DOI: 10.1063/PT.3.1341

A. Douglas Stone

A basic principle of physics states that elementary physical processes can be reversed in time. For example, a movie of two billiard balls colliding and moving off at different speeds in different directions will look consistent with Newton’s laws whether you run it forward or backward. At least it will if the friction between the billiard balls and the surface they are rolling on is negligible. The friction arises from interactions involving microscale processes that cannot be reversed under typical experimental conditions. Friction thus breaks time-reversal symmetry. And if the friction is significant, the movie of billiard ball collisions will look decidedly odd when run backward: The balls that normally slow down while rolling freely on the table will instead pick up speed.

Maxwell’s equations for the propagation of electromagnetic waves in vacuum exhibit the same time-reversal symmetry as frictionless mechanics.
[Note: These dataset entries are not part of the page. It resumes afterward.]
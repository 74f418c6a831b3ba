//! OpenTelemetry-based observability with file-based trace export.
//!
//! ```text
//! tracing macros → tracing-opentelemetry → OpenTelemetry SDK → JsonLinesExporter → file
//! ```
//!
//! Each line of the trace file is a complete OTLP JSON document. The file
//! rotates by size and keeps a few numbered backups.
//!
//! The verbosity comes from the `trace_level` plugin option (default `info`).
//!
//! # Modules
//!
//! - [`init`]: Subscriber setup
//! - [`tracer`]: Tracer provider with the JSON-lines exporter
//! - [`span_formatter`]: OTLP JSON encoding
//! - [`file_writer`]: Size-rotated file writer

mod file_writer;
mod init;
mod span_formatter;
mod tracer;

pub use init::{init_tracing, DEFAULT_TRACE_LEVEL, TRACE_FILE_NAME};
//! Event handling and state transition logic.
//!
//! [`handle_event`] is the only entry point that changes [`AppState`]. It
//! returns whether a re-render is needed and the side effects the plugin shim
//! should run.
//!
//! # Event Types
//!
//! - **Navigation**: `KeyDown`, `KeyUp`, `SelectBook`, `Back`
//! - **Query editing**: `FocusSearch`, `ExitEditing`, `Char`, `Backspace`,
//!   `ClearQuery`, `CycleField`, `Submit`
//! - **Derived views**: `ToggleSort`, `ToggleEbookFilter`
//! - **Network**: `SearchResponse`
//!
//! # Example
//!
//! ```rust
//! use bookscout::app::{handle_event, Action, AppState, Event};
//! use bookscout::ui::Theme;
//!
//! let mut state = AppState::new(Theme::default());
//! handle_event(&mut state, &Event::FocusSearch)?;
//! for c in "Dune".chars() {
//!     handle_event(&mut state, &Event::Char(c))?;
//! }
//! let (_, actions) = handle_event(&mut state, &Event::Submit)?;
//! assert!(matches!(actions[..], [Action::FetchBooks(_)]));
//! # Ok::<(), bookscout::BookscoutError>(())
//! ```

use std::collections::BTreeMap;

use super::modes::{InputMode, ViewState};
use crate::app::{Action, AppState};
use crate::domain::{BookscoutError, Result};
use crate::fetch::{books_from_response, SearchRequest, TraceContext};
use tracing_opentelemetry::OpenTelemetrySpanExt;

/// Events triggered by user input or completed web requests.
#[derive(Debug, Clone, PartialEq, Eq)]
pub enum Event {
    /// Moves selection cursor down by one position (wraps to top), or
    /// scrolls the detail fields while Inspecting.
    KeyDown,
    /// Moves selection cursor up by one position (wraps to bottom), or
    /// scrolls the detail fields while Inspecting.
    KeyUp,
    /// Opens the detail view for the highlighted record.
    SelectBook,
    /// Returns from the detail view to the list.
    Back,
    /// Closes the floating pane and hides the plugin UI.
    CloseFocus,

    /// Starts editing the query.
    FocusSearch,
    /// Stops editing; the query text is kept.
    ExitEditing,
    /// Appends a character to the query.
    Char(char),
    /// Removes the last character from the query.
    Backspace,
    /// Empties the query.
    ClearQuery,
    /// Switches to the next search field.
    CycleField,
    /// Submits the query as a new search.
    Submit,

    /// Flips rating order of the visible list.
    ToggleSort,
    /// Flips the e-book-only filter.
    ToggleEbookFilter,

    /// A web request finished.
    ///
    /// Carries the context map given to `web_request`, which identifies the
    /// search it answers. Responses without our marker are ignored.
    SearchResponse {
        status: u16,
        body: Vec<u8>,
        context: BTreeMap<String, String>,
    },
}

/// Processes an event, mutates application state, and returns actions to execute.
///
/// # Returns
///
/// `(should_render, actions)`. Actions may be empty when the event has no
/// side effects.
///
/// # Errors
///
/// Currently every event is handled; the `Result` keeps the shim's error path
/// in place for state methods that can fail.
#[allow(clippy::too_many_lines)]
pub fn handle_event(state: &mut AppState, event: &Event) -> Result<(bool, Vec<Action>)> {
    let _span = tracing::debug_span!("handle_event", event_type = %event_name(event)).entered();

    match event {
        Event::KeyDown => {
            if state.view_state == ViewState::Inspecting {
                return Ok((state.scroll_detail_down(), vec![]));
            }
            state.move_selection_down();
            Ok((true, vec![]))
        }
        Event::KeyUp => {
            if state.view_state == ViewState::Inspecting {
                return Ok((state.scroll_detail_up(), vec![]));
            }
            state.move_selection_up();
            Ok((true, vec![]))
        }
        Event::SelectBook => {
            if !state.inspect_selected() {
                tracing::debug!(view_state = ?state.view_state, "nothing to inspect");
                return Ok((false, vec![]));
            }

            if let Some(book) = &state.inspected {
                tracing::debug!(title = %book.title, isbn = %book.isbn, "inspecting book");
            }
            Ok((true, vec![]))
        }
        Event::Back => Ok((state.back_to_list(), vec![])),
        Event::CloseFocus => Ok((false, vec![Action::CloseFocus])),

        Event::FocusSearch => {
            state.input_mode = InputMode::Editing;
            Ok((true, vec![]))
        }
        Event::ExitEditing => {
            state.input_mode = InputMode::Normal;
            Ok((true, vec![]))
        }
        Event::Char(c) => {
            if state.input_mode != InputMode::Editing {
                return Ok((false, vec![]));
            }
            state.query.push(*c);
            tracing::trace!(query = %state.query, char = %c, "query updated");
            Ok((true, vec![]))
        }
        Event::Backspace => {
            if state.input_mode != InputMode::Editing {
                return Ok((false, vec![]));
            }
            Ok((state.query.pop().is_some(), vec![]))
        }
        Event::ClearQuery => {
            if state.input_mode != InputMode::Editing || state.query.is_empty() {
                return Ok((false, vec![]));
            }
            state.query.clear();
            Ok((true, vec![]))
        }
        Event::CycleField => {
            state.field = state.field.next();
            tracing::debug!(field = %state.field, "search field changed");
            Ok((true, vec![]))
        }
        Event::Submit => match state.begin_search() {
            Ok(request) => {
                tracing::info!(
                    request_id = request.id,
                    query = %request.query,
                    field = %request.field,
                    "submitting search"
                );
                state.input_mode = InputMode::Normal;
                Ok((true, vec![Action::FetchBooks(request)]))
            }
            Err(BookscoutError::EmptyQuery) => {
                tracing::debug!("ignoring empty search");
                Ok((false, vec![]))
            }
            Err(e) => Err(e),
        },

        Event::ToggleSort => {
            state.toggle_sort();
            tracing::debug!(sort_by_rating = state.sort_by_rating, "rating sort toggled");
            Ok((true, vec![]))
        }
        Event::ToggleEbookFilter => {
            state.toggle_ebook_filter();
            tracing::debug!(ebook_only = state.ebook_only, "e-book filter toggled");
            Ok((true, vec![]))
        }

        Event::SearchResponse { status, body, context } => {
            let Some(request) = SearchRequest::from_context(context) else {
                tracing::debug!(status = status, "ignoring unrelated web response");
                return Ok((false, vec![]));
            };

            let response_span = tracing::info_span!(
                "search_response",
                request_id = request.id,
                query = %request.query,
                field = %request.field,
                status = status,
                body_len = body.len()
            );
            // Parent the response span to the span that submitted the search.
            if let Some(cx) = request.trace_context.as_ref().and_then(TraceContext::remote_context) {
                response_span.set_parent(cx);
            }
            let _entered = response_span.entered();

            let books = books_from_response(*status, body);
            tracing::info!(book_count = books.len(), "search completed");

            state.apply_search_results(Some(request), books);
            Ok((true, vec![]))
        }
    }
}

/// Short event name for span fields; avoids dumping response bodies.
const fn event_name(event: &Event) -> &'static str {
    match event {
        Event::KeyDown => "KeyDown",
        Event::KeyUp => "KeyUp",
        Event::SelectBook => "SelectBook",
        Event::Back => "Back",
        Event::CloseFocus => "CloseFocus",
        Event::FocusSearch => "FocusSearch",
        Event::ExitEditing => "ExitEditing",
        Event::Char(_) => "Char",
        Event::Backspace => "Backspace",
        Event::ClearQuery => "ClearQuery",
        Event::CycleField => "CycleField",
        Event::Submit => "Submit",
        Event::ToggleSort => "ToggleSort",
        Event::ToggleEbookFilter => "ToggleEbookFilter",
        Event::SearchResponse { .. } => "SearchResponse",
    }
}
//! Theme management and ANSI escape sequence generation.
//!
//! Built-in themes are embedded TOML files; custom themes are read from disk
//! with the same format.
//!
//! # Built-in Themes
//!
//! - `catppuccin-mocha`: Dark theme with warm tones (default)
//! - `catppuccin-latte`: Light theme with soft pastels
//!
//! # TOML Format
//!
//! ```toml
//! name = "my-theme"
//!
//! [colors]
//! header_fg = "#cdd6f4"
//! selection_fg = "#1e1e2e"
//! selection_bg = "#f5c2e7"
//! text_normal = "#cdd6f4"
//! text_dim = "#6c7086"
//! border = "#45475a"
//! search_bar_border = "#f5c2e7"
//! match_highlight_fg = "#1e1e2e"
//! match_highlight_bg = "#f9e2af"
//! empty_state_fg = "#89b4fa"
//! ebook_fg = "#a6e3a1"
//! rating_fg = "#f9e2af"
//! detail_label_fg = "#89b4fa"
//! ```

use serde::{Deserialize, Serialize};
use std::fs;
use std::path::Path;

use crate::domain::{BookscoutError, Result};

/// Theme used when none is configured.
pub const DEFAULT_THEME: &str = "catppuccin-mocha";

/// Color scheme configuration for UI rendering.
#[derive(Debug, Clone, PartialEq, Eq, Deserialize, Serialize)]
pub struct Theme {
    /// Human-readable theme name.
    pub name: String,
    /// Color palette for all UI elements.
    pub colors: ThemeColors,
}

/// Color definitions for all UI elements, as hex strings (e.g. "#cdd6f4").
#[derive(Debug, Clone, PartialEq, Eq, Deserialize, Serialize)]
pub struct ThemeColors {
    pub header_fg: String,
    #[serde(default)]
    pub header_bg: Option<String>,

    pub selection_fg: String,
    pub selection_bg: String,

    pub text_normal: String,
    /// Footer, status line and secondary info.
    pub text_dim: String,

    pub border: String,

    pub search_bar_border: String,
    pub match_highlight_fg: String,
    pub match_highlight_bg: String,

    pub empty_state_fg: String,

    /// E-book availability marker in the list.
    pub ebook_fg: String,
    /// Rating column.
    pub rating_fg: String,
    /// Field labels in the detail view.
    pub detail_label_fg: String,
}

impl Theme {
    /// Loads a built-in theme by name. Returns `None` for unknown names.
    ///
    /// ```rust
    /// use bookscout::ui::Theme;
    ///
    /// let theme = Theme::from_name("catppuccin-latte").unwrap();
    /// assert_eq!(theme.name, "catppuccin-latte");
    /// assert!(Theme::from_name("solarized").is_none());
    /// ```
    #[must_use]
    pub fn from_name(name: &str) -> Option<Self> {
        let toml_str = match name {
            "catppuccin-mocha" => include_str!("../../themes/catppuccin-mocha.toml"),
            "catppuccin-latte" => include_str!("../../themes/catppuccin-latte.toml"),
            _ => return None,
        };

        toml::from_str(toml_str).ok()
    }

    /// Loads a theme from a TOML file.
    ///
    /// # Errors
    ///
    /// - [`BookscoutError::Io`] if the file cannot be read
    /// - [`BookscoutError::Theme`] if the TOML is invalid or incomplete
    pub fn from_file<P: AsRef<Path>>(path: P) -> Result<Self> {
        let contents = fs::read_to_string(path)?;

        toml::from_str(&contents)
            .map_err(|e| BookscoutError::Theme(format!("failed to parse theme TOML: {e}")))
    }

    /// Uncolored fallback for when even the built-in theme cannot be parsed.
    fn plain() -> Self {
        let white = || "#ffffff".to_string();
        let gray = || "#808080".to_string();
        let black = || "#000000".to_string();

        Self {
            name: "plain".to_string(),
            colors: ThemeColors {
                header_fg: white(),
                header_bg: None,
                selection_fg: black(),
                selection_bg: white(),
                text_normal: white(),
                text_dim: gray(),
                border: gray(),
                search_bar_border: white(),
                match_highlight_fg: black(),
                match_highlight_bg: gray(),
                empty_state_fg: white(),
                ebook_fg: white(),
                rating_fg: white(),
                detail_label_fg: gray(),
            },
        }
    }

    /// Converts a hex color to an RGB tuple; white on parse errors.
    fn hex_to_rgb(hex: &str) -> (u8, u8, u8) {
        let hex = hex.trim_start_matches('#').trim();

        if hex.len() != 6 || !hex.is_ascii() {
            return (255, 255, 255);
        }

        let r = u8::from_str_radix(&hex[0..2], 16).unwrap_or(255);
        let g = u8::from_str_radix(&hex[2..4], 16).unwrap_or(255);
        let b = u8::from_str_radix(&hex[4..6], 16).unwrap_or(255);

        (r, g, b)
    }

    /// ANSI 24-bit foreground color escape sequence.
    ///
    /// ```rust
    /// use bookscout::ui::Theme;
    ///
    /// assert_eq!(Theme::fg("#cdd6f4"), "\u{1b}[38;2;205;214;244m");
    /// ```
    #[must_use]
    pub fn fg(hex: &str) -> String {
        let (r, g, b) = Self::hex_to_rgb(hex);
        format!("\u{001b}[38;2;{r};{g};{b}m")
    }

    /// ANSI 24-bit background color escape sequence.
    #[must_use]
    pub fn bg(hex: &str) -> String {
        let (r, g, b) = Self::hex_to_rgb(hex);
        format!("\u{001b}[48;2;{r};{g};{b}m")
    }

    #[must_use]
    pub const fn bold() -> &'static str {
        "\u{001b}[1m"
    }

    #[must_use]
    pub const fn dim() -> &'static str {
        "\u{001b}[2m"
    }

    /// Clears all styling.
    #[must_use]
    pub const fn reset() -> &'static str {
        "\u{001b}[0m"
    }
}

impl Default for Theme {
    /// Catppuccin Mocha, or an uncolored palette if it fails to parse.
    fn default() -> Self {
        Self::from_name(DEFAULT_THEME).unwrap_or_else(|| {
            tracing::warn!(theme = DEFAULT_THEME, "built-in theme failed to parse");
            Self::plain()
        })
    }
}

#[cfg(test)]
mod tests {
    use super::*;
    use std::io::Write;

    #[test]
    fn builtin_themes_parse() {
        assert_eq!(Theme::default().name, "catppuccin-mocha");
        assert_eq!(Theme::from_name("catppuccin-latte").unwrap().name, "catppuccin-latte");
    }

    #[test]
    fn hex_conversion_falls_back_to_white() {
        assert_eq!(Theme::hex_to_rgb("#1e1e2e"), (0x1e, 0x1e, 0x2e));
        assert_eq!(Theme::hex_to_rgb("zzzzzz"), (255, 255, 255));
        assert_eq!(Theme::hex_to_rgb("#fff"), (255, 255, 255));
        assert_eq!(Theme::hex_to_rgb("#ééé"), (255, 255, 255));
    }

    #[test]
    fn custom_theme_file_loads() {
        let builtin = include_str!("../../themes/catppuccin-latte.toml")
            .replace("catppuccin-latte", "my-theme");
        let mut file = tempfile::NamedTempFile::new().unwrap();
        file.write_all(builtin.as_bytes()).unwrap();

        let theme = Theme::from_file(file.path()).unwrap();
        assert_eq!(theme.name, "my-theme");
    }

    #[test]
    fn incomplete_theme_file_is_rejected() {
        let mut file = tempfile::NamedTempFile::new().unwrap();
        file.write_all(b"name = \"broken\"\n[colors]\nheader_fg = \"#ffffff\"\n").unwrap();

        assert!(matches!(Theme::from_file(file.path()), Err(BookscoutError::Theme(_))));
        assert!(matches!(
            Theme::from_file("/nonexistent/bookscout/theme.toml"),
            Err(BookscoutError::Io(_))
        ));
    }
}
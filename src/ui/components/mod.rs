//! Composable UI component renderers.
//!
//! # Components
//!
//! - [`header`]: Title bar with the status of sort and filter toggles
//! - [`search`]: Search input box with the selected field
//! - [`table`]: Result list with TITLE, AUTHOR, RATING and E-BOOK columns
//! - [`detail`]: Labelled fields of a single book
//! - [`empty`]: Placeholder for an empty result list
//! - [`footer`]: Keybinding hints
//!
//! # Layout
//!
//! ```text
//! [blank line]
//! [Header]
//! [Border]
//! [Search Bar - 3 lines]
//! [Body: table headers + rows | placeholder | detail]
//! [Border]
//! [Footer]
//! ```

mod detail;
mod empty;
mod footer;
mod header;
mod search;
mod table;

pub use detail::render_detail;
pub use empty::render_empty_state;
pub use table::render_list;

use crate::ui::helpers::position_cursor;
use crate::ui::theme::Theme;
use crate::ui::viewmodel::UIViewModel;

use footer::render_footer;
use header::render_header;
use search::render_search_bar;

/// Renders a horizontal border line and returns the next row.
fn render_border(row: usize, color: &str, cols: usize) -> usize {
    position_cursor(row, 1);
    print!("{}", Theme::fg(color));
    print!("{}", "─".repeat(cols));
    print!("{}", Theme::reset());
    row + 1
}

/// Draws everything except the body and returns the first body row.
///
/// Reserves 8 lines: blank, header, two borders, the 3-line search bar and
/// the footer on the last row.
pub fn render_chrome(vm: &UIViewModel, theme: &Theme, cols: usize, rows: usize) -> usize {
    let mut current_row = 2; // row 1 stays blank

    current_row = render_header(current_row, &vm.header, theme, cols);
    current_row = render_border(current_row, &theme.colors.border, cols);
    current_row = render_search_bar(current_row, &vm.search_bar, theme, cols);

    let footer_row = rows.max(current_row + 1);
    render_border(footer_row - 1, &theme.colors.border, cols);
    render_footer(footer_row, &vm.footer, theme, cols);

    current_row
}
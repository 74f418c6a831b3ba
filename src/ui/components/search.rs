//! Search bar component renderer.

use crate::ui::helpers::{char_len, position_cursor};
use crate::ui::theme::Theme;
use crate::ui::viewmodel::SearchBarInfo;

/// Horizontal margin for the search box (spaces on left and right).
const SEARCH_BOX_MARGIN: usize = 5;

/// Renders the 3-line search box and returns the row after it.
///
/// ```text
/// [margin] ┌──────────────────┐ [margin]
/// [margin] │ Title: dune_     │ [margin]
/// [margin] └──────────────────┘ [margin]
/// ```
///
/// The border is dimmed unless the query is being edited, and a cursor mark
/// follows the query while editing.
pub fn render_search_bar(row: usize, search: &SearchBarInfo, theme: &Theme, cols: usize) -> usize {
    let box_width = cols.saturating_sub(SEARCH_BOX_MARGIN * 2);
    let inner_width = box_width.saturating_sub(2);

    let border_color = if search.is_editing {
        &theme.colors.search_bar_border
    } else {
        &theme.colors.border
    };

    position_cursor(row, 1);
    print!("{}", " ".repeat(SEARCH_BOX_MARGIN));
    print!("{}", Theme::fg(border_color));
    print!("┌{}┐", "─".repeat(inner_width));
    print!("{}", Theme::reset());

    let cursor = if search.is_editing { "_" } else { "" };
    let search_text: String = format!(" {}: {}{cursor}", search.field_label, search.query)
        .chars()
        .take(inner_width)
        .collect();
    let padding = inner_width.saturating_sub(char_len(&search_text));

    position_cursor(row + 1, 1);
    print!("{}", " ".repeat(SEARCH_BOX_MARGIN));
    print!("{}", Theme::fg(border_color));
    print!("│");
    print!("{}", Theme::fg(&theme.colors.text_normal));
    print!("{search_text}");
    print!("{}", " ".repeat(padding));
    print!("{}", Theme::fg(border_color));
    print!("│");
    print!("{}", Theme::reset());

    position_cursor(row + 2, 1);
    print!("{}", " ".repeat(SEARCH_BOX_MARGIN));
    print!("{}", Theme::fg(border_color));
    print!("└{}┘", "─".repeat(inner_width));
    print!("{}", Theme::reset());

    row + 3
}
But when matter is present, interactions between radiation and the medium play the same role as friction. Absorption by the medium affects the radiation propagation, so the passage of radiation through matter violates time-reversal symmetry. The equations governing electrodynamics in the presence of matter, however, exhibit a more general form of symmetry that relates two different types of electromagnetic processes—absorption and amplification.

Trapping with constructive interference

For more than a century, we have known how to make electromagnetic amplifiers, devices that essentially reverse the effects of loss in Maxwell’s equations. The first generation of amplifiers was developed at the turn of the 20th century and worked on RF waves. Eventually scientists learned how to amplify microwave and optical radiation and, in the middle of the 20th century, introduced masers and the lasers that are now part of everyday life. The ability of amplifiers to oppose electromagnetic losses leads to a generalization of the usual time-reversal symmetry: Given an electromagnetic process in which a propagating wave is amplified to a certain degree, there exists a time-reversed process with the same degree of absorption. Recently that principle has been applied to demonstrate the time-reversed process of laser emission, an effect called coherent perfect absorption.

The device that behaves like a time-reversed laser is called a coherent perfect absorber (CPA)—informally, an antilaser. The CPA will completely absorb incident radiation in a small frequency range, if the detailed spatial distribution of the radiation matches one that would be emitted by a corresponding laser. If the spatial pattern doesn’t match—even if the radiation has the correct frequency—the same device may well absorb very little of the incident light and instead transmit or reflect most of it. To understand how a CPA performs that potentially useful trick, you first need to know how a laser works.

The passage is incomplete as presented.